**Task item:** Nothing in the entries below may be altered; print them as they stand.

**Provided data:**

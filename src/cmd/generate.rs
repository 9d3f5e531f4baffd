use std::sync::Arc;
use std::time::Duration;

use anyhow::{bail, Context, Result};

use reelsmith::{
    Config, GenerationRequest, Job, JobStatus, JobStore, MemoryScripts, Orchestrator, Pipeline, VoiceConfig,
};

use super::{open_store, print_job};
use crate::GenerateArgs;

pub async fn cmd_generate(config: &Config, args: GenerateArgs) -> Result<()> {
    let script = tokio::fs::read_to_string(&args.script)
        .await
        .with_context(|| format!("failed to read script {}", args.script.display()))?;

    if let Some(music) = &args.music {
        if !music.exists() {
            bail!("music file not found: {}", music.display());
        }
    }

    let pipeline = Pipeline::from_config(config).context("failed to set up providers")?;
    let store: Arc<dyn JobStore> = Arc::new(open_store(config)?);
    let orchestrator = Orchestrator::new(store, Arc::new(MemoryScripts::new()), Arc::new(pipeline))
        .with_deadline(config.job.deadline_secs.map(Duration::from_secs));

    let job = args.job_id.map_or_else(Job::with_random_id, Job::new);
    let job_id = job.id.clone();
    orchestrator.store().create(job).await?;

    let request = GenerationRequest {
        script,
        topic: args.topic,
        voice: VoiceConfig {
            stability: args.stability,
            similarity: args.similarity,
            style: args.style,
            speaker_boost: !args.no_speaker_boost,
            speed: args.speed,
        },
        music: args.music,
        footage_query: args.query,
    };

    eprintln!("🎬 Generating job {job_id}");
    orchestrator.start(&job_id, request).await?;
    let job = orchestrator.wait(&job_id).await?;

    print_job(&job, args.json)?;
    if job.status == JobStatus::Failed {
        bail!("job {job_id} failed");
    }
    Ok(())
}
//! Karaoke caption compilation
//!
//! Words are split into fixed-size groups. Every word produces one event
//! covering its own time window and showing its whole group, with that word
//! highlighted, so the highlight sweeps left to right while the phrase stays
//! on screen.

pub mod ass;

use serde::{Deserialize, Serialize};
use tracing::{debug, warn};

use crate::timing::{make_contiguous, script_words, track_duration, uniform_timings, CaptionEvent, WordTiming};

pub use ass::{format_ass_time, AssWriter, SubtitleStyle};

/// A compiled caption track.
#[derive(Debug, Clone, PartialEq, Serialize, Deserialize)]
pub struct CaptionTrack {
    pub events: Vec<CaptionEvent>,
    pub duration: f64,
}

impl CaptionTrack {
    #[must_use]
    pub fn is_empty(&self) -> bool {
        self.events.is_empty()
    }
}

#[derive(Debug, Clone, Copy)]
pub struct SubtitleCompiler {
    group_size: usize,
}

impl Default for SubtitleCompiler {
    fn default() -> Self {
        Self { group_size: 4 }
    }
}

impl SubtitleCompiler {
    /// Compiler with `group_size` words per phrase (minimum 1)
    #[must_use]
    pub fn new(group_size: usize) -> Self {
        Self {
            group_size: group_size.max(1),
        }
    }

    #[must_use]
    pub fn group_size(&self) -> usize {
        self.group_size
    }

    /// Compile timings for `script` into a caption track.
    ///
    /// An empty script gives an empty track. Empty timings for a non-empty
    /// script are replaced by an even split of `duration`.
    #[must_use]
    pub fn compile(&self, timings: &[WordTiming], script: &str, duration: f64) -> CaptionTrack {
        let duration = track_duration(duration);
        if script_words(script).is_empty() {
            return CaptionTrack {
                events: Vec::new(),
                duration,
            };
        }

        let mut words = make_contiguous(timings, duration);
        if words.is_empty() {
            warn!("No word timings for non-empty script, splitting evenly");
            words = uniform_timings(script, duration);
        }

        let mut events = Vec::with_capacity(words.len());
        for group in words.chunks(self.group_size) {
            let phrase: Vec<String> = group.iter().map(|w| w.word.clone()).collect();
            for (highlight, word) in group.iter().enumerate() {
                events.push(CaptionEvent {
                    start: word.start,
                    end: word.end,
                    words: phrase.clone(),
                    highlight,
                });
            }
        }

        debug!(events = events.len(), groups = events.len().div_ceil(self.group_size), "Compiled captions");
        CaptionTrack { events, duration }
    }
}

#[cfg(test)]
mod tests {
    use super::*;

    fn timings(words: &[&str], step: f64) -> Vec<WordTiming> {
        words
            .iter()
            .enumerate()
            .map(|(i, w)| WordTiming::new(*w, i as f64 * step, (i + 1) as f64 * step))
            .collect()
    }

    #[test]
    fn test_one_event_per_word_in_groups_of_four() {
        let words = ["Hello", "world", "this", "is", "a", "test"];
        let track = SubtitleCompiler::default().compile(&timings(&words, 0.5), &words.join(" "), 3.0);

        assert_eq!(track.events.len(), 6);
        assert_eq!(track.events[0].words, vec!["Hello", "world", "this", "is"]);
        assert_eq!(track.events[3].highlight, 3);
        assert_eq!(track.events[4].words, vec!["a", "test"]);
        assert_eq!(track.events[5].highlight, 1);
        assert_eq!(track.events[5].highlighted_word(), Some("test"));
    }

    #[test]
    fn test_negative_or_nan_duration_gives_zero_length_track() {
        let compiler = SubtitleCompiler::default();
        for duration in [-1.0, f64::NAN] {
            let track = compiler.compile(&[WordTiming::new("a", 0.0, 1.0)], "a", duration);
            assert_eq!(track.duration, 0.0);
            assert_eq!(track.events.len(), 1);
            assert_eq!(track.events[0].end, 0.0);
        }
    }

    #[test]
    fn test_windows_are_disjoint_and_cover_duration() {
        let words = ["one", "two", "three", "four", "five", "six", "seven"];
        let mut t = timings(&words, 0.4);
        t[3].end = 2.5; // runs past the next word
        t[5].start = 2.3; // gap after "five"
        let track = SubtitleCompiler::default().compile(&t, &words.join(" "), 3.0);

        assert_eq!(track.events.first().map(|e| e.start), Some(0.0));
        assert_eq!(track.events.last().map(|e| e.end), Some(3.0));
        for pair in track.events.windows(2) {
            assert!((pair[0].end - pair[1].start).abs() < 1e-9);
            assert!(pair[0].start <= pair[0].end);
        }
    }

    #[test]
    fn test_empty_script_gives_empty_track() {
        let track = SubtitleCompiler::default().compile(&timings(&["x"], 1.0), "", 4.0);
        assert!(track.is_empty());
        assert!((track.duration - 4.0).abs() < f64::EPSILON);
    }

    #[test]
    fn test_empty_timings_fall_back_to_even_split() {
        let track = SubtitleCompiler::default().compile(&[], "one two three four five six", 3.0);
        assert_eq!(track.events.len(), 6);
        let total: f64 = track.events.iter().map(|e| e.end - e.start).sum();
        assert!((total - 3.0).abs() < 1e-9);
    }

    #[test]
    fn test_group_size_is_configurable() {
        let words = ["a", "b", "c", "d", "e"];
        let track = SubtitleCompiler::new(2).compile(&timings(&words, 1.0), "a b c d e", 5.0);
        let sizes: Vec<usize> = track.events.iter().map(|e| e.words.len()).collect();
        assert_eq!(sizes, vec![2, 2, 2, 2, 1]);
        assert_eq!(SubtitleCompiler::new(0).group_size(), 1);
    }
}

**Answer to this task:**
filename src/cmd/generate.rs
repository 9d3f5e531f4baffd
use std::sync::Arc;
use std::time::Duration;

use anyhow::{bail, Context, Result};

use reelsmith::{
    Config, GenerationRequest, Job, JobStatus, JobStore, MemoryScripts, Orchestrator, Pipeline, VoiceConfig,
};

use super::{open_store, print_job};
use crate::GenerateArgs;

pub async fn cmd_generate(config: &Config, args: GenerateArgs) -> Result<()> {
    let script = tokio::fs::read_to_string(&args.script)
        .await
        .with_context(|| format!("failed to read script {}", args.script.display()))?;

    if let Some(music) = &args.music {
        if !music.exists() {
            bail!("music file not found: {}", music.display());
        }
    }

    let pipeline = Pipeline::from_config(config).context("failed to set up providers")?;
    let store: Arc<dyn JobStore> = Arc::new(open_store(config)?);
    let orchestrator = Orchestrator::new(store, Arc::new(MemoryScripts::new()), Arc::new(pipeline))
        .with_deadline(config.job.deadline_secs.map(Duration::from_secs));

    let job = args.job_id.map_or_else(Job::with_random_id, Job::new);
    let job_id = job.id.clone();
    orchestrator.store().create(job).await?;

    let request = GenerationRequest {
        script,
        topic: args.topic,
        voice: VoiceConfig {
            stability: args.stability,
            similarity: args.similarity,
            style: args.style,
            speaker_boost: !args.no_speaker_boost,
            speed: args.speed,
        },
        music: args.music,
        footage_query: args.query,
    };

    eprintln!("🎬 Generating job {job_id}");
    orchestrator.start(&job_id, request).await?;
    let job = orchestrator.wait(&job_id).await?;

    print_job(&job, args.json)?;
    if job.status == JobStatus::Failed {
        bail!("job {job_id} failed");
    }
    Ok(())
}
//! Karaoke caption compilation
//!
//! Words are split into fixed-size groups. Every word produces one event
//! covering its own time window and showing its whole group, with that word
//! highlighted, so the highlight sweeps left to right while the phrase stays
//! on screen.

pub mod ass;

use serde::{Deserialize, Serialize};
use tracing::{debug, warn};

use crate::timing::{make_contiguous, script_words, track_duration, uniform_timings, CaptionEvent, WordTiming};

pub use ass::{format_ass_time, AssWriter, SubtitleStyle};

/// A compiled caption track.
#[derive(Debug, Clone, PartialEq, Serialize, Deserialize)]
pub struct CaptionTrack {
    pub events: Vec<CaptionEvent>,
    pub duration: f64,
}

impl CaptionTrack {
    #[must_use]
    pub fn is_empty(&self) -> bool {
        self.events.is_empty()
    }
}

#[derive(Debug, Clone, Copy)]
pub struct SubtitleCompiler {
    group_size: usize,
}

impl Default for SubtitleCompiler {
    fn default() -> Self {
        Self { group_size: 4 }
    }
}

impl SubtitleCompiler {
    /// Compiler with `group_size` words per phrase (minimum 1)
    #[must_use]
    pub fn new(group_size: usize) -> Self {
        Self {
            group_size: group_size.max(1),
        }
    }

    #[must_use]
    pub fn group_size(&self) -> usize {
        self.group_size
    }

    /// Compile timings for `script` into a caption track.
    ///
    /// An empty script gives an empty track. Empty timings for a non-empty
    /// script are replaced by an even split of `duration`.
    #[must_use]
    pub fn compile(&self, timings: &[WordTiming], script: &str, duration: f64) -> CaptionTrack {
        let duration = track_duration(duration);
        if script_words(script).is_empty() {
            return CaptionTrack {
                events: Vec::new(),
                duration,
            };
        }

        let mut words = make_contiguous(timings, duration);
        if words.is_empty() {
            warn!("No word timings for non-empty script, splitting evenly");
            words = uniform_timings(script, duration);
        }

        let mut events = Vec::with_capacity(words.len());
        for group in words.chunks(self.group_size) {
            let phrase: Vec<String> = group.iter().map(|w| w.word.clone()).collect();
            for (highlight, word) in group.iter().enumerate() {
                events.push(CaptionEvent {
                    start: word.start,
                    end: word.end,
                    words: phrase.clone(),
                    highlight,
                });
            }
        }

        debug!(events = events.len(), groups = events.len().div_ceil(self.group_size), "Compiled captions");
        CaptionTrack { events, duration }
    }
}

#[cfg(test)]
mod tests {
    use super::*;

    fn timings(words: &[&str], step: f64) -> Vec<WordTiming> {
        words
            .iter()
            .enumerate()
            .map(|(i, w)| WordTiming::new(*w, i as f64 * step, (i + 1) as f64 * step))
            .collect()
    }

    #[test]
    fn test_one_event_per_word_in_groups_of_four() {
        let words = ["Hello", "world", "this", "is", "a", "test"];
        let track = SubtitleCompiler::default().compile(&timings(&words, 0.5), &words.join(" "), 3.0);

        assert_eq!(track.events.len(), 6);
        assert_eq!(track.events[0].words, vec!["Hello", "world", "this", "is"]);
        assert_eq!(track.events[3].highlight, 3);
        assert_eq!(track.events[4].words, vec!["a", "test"]);
        assert_eq!(track.events[5].highlight, 1);
        assert_eq!(track.events[5].highlighted_word(), Some("test"));
    }

    #[test]
    fn test_negative_or_nan_duration_gives_zero_length_track() {
        let compiler = SubtitleCompiler::default();
        for duration in [-1.0, f64::NAN] {
            let track = compiler.compile(&[WordTiming::new("a", 0.0, 1.0)], "a", duration);
            assert_eq!(track.duration, 0.0);
            assert_eq!(track.events.len(), 1);
            assert_eq!(track.events[0].end, 0.0);
        }
    }

    #[test]
    fn test_windows_are_disjoint_and_cover_duration() {
        let words = ["one", "two", "three", "four", "five", "six", "seven"];
        let mut t = timings(&words, 0.4);
        t[3].end = 2.5; // runs past the next word
        t[5].start = 2.3; // gap after "five"
        let track = SubtitleCompiler::default().compile(&t, &words.join(" "), 3.0);

        assert_eq!(track.events.first().map(|e| e.start), Some(0.0));
        assert_eq!(track.events.last().map(|e| e.end), Some(3.0));
        for pair in track.events.windows(2) {
            assert!((pair[0].end - pair[1].start).abs() < 1e-9);
            assert!(pair[0].start <= pair[0].end);
        }
    }

    #[test]
    fn test_empty_script_gives_empty_track() {
        let track = SubtitleCompiler::default().compile(&timings(&["x"], 1.0), "", 4.0);
        assert!(track.is_empty());
        assert!((track.duration - 4.0).abs() < f64::EPSILON);
    }

    #[test]
    fn test_empty_timings_fall_back_to_even_split() {
        let track = SubtitleCompiler::default().compile(&[], "one two three four five six", 3.0);
        assert_eq!(track.events.len(), 6);
        let total: f64 = track.events.iter().map(|e| e.end - e.start).sum();
        assert!((total - 3.0).abs() < 1e-9);
    }

    #[test]
    fn test_group_size_is_configurable() {
        let words = ["a", "b", "c", "d", "e"];
        let track = SubtitleCompiler::new(2).compile(&timings(&words, 1.0), "a b c d e", 5.0);
        let sizes: Vec<usize> = track.events.iter().map(|e| e.words.len()).collect();
        assert_eq!(sizes, vec![2, 2, 2, 2, 1]);
        assert_eq!(SubtitleCompiler::new(0).group_size(), 1);
    }
}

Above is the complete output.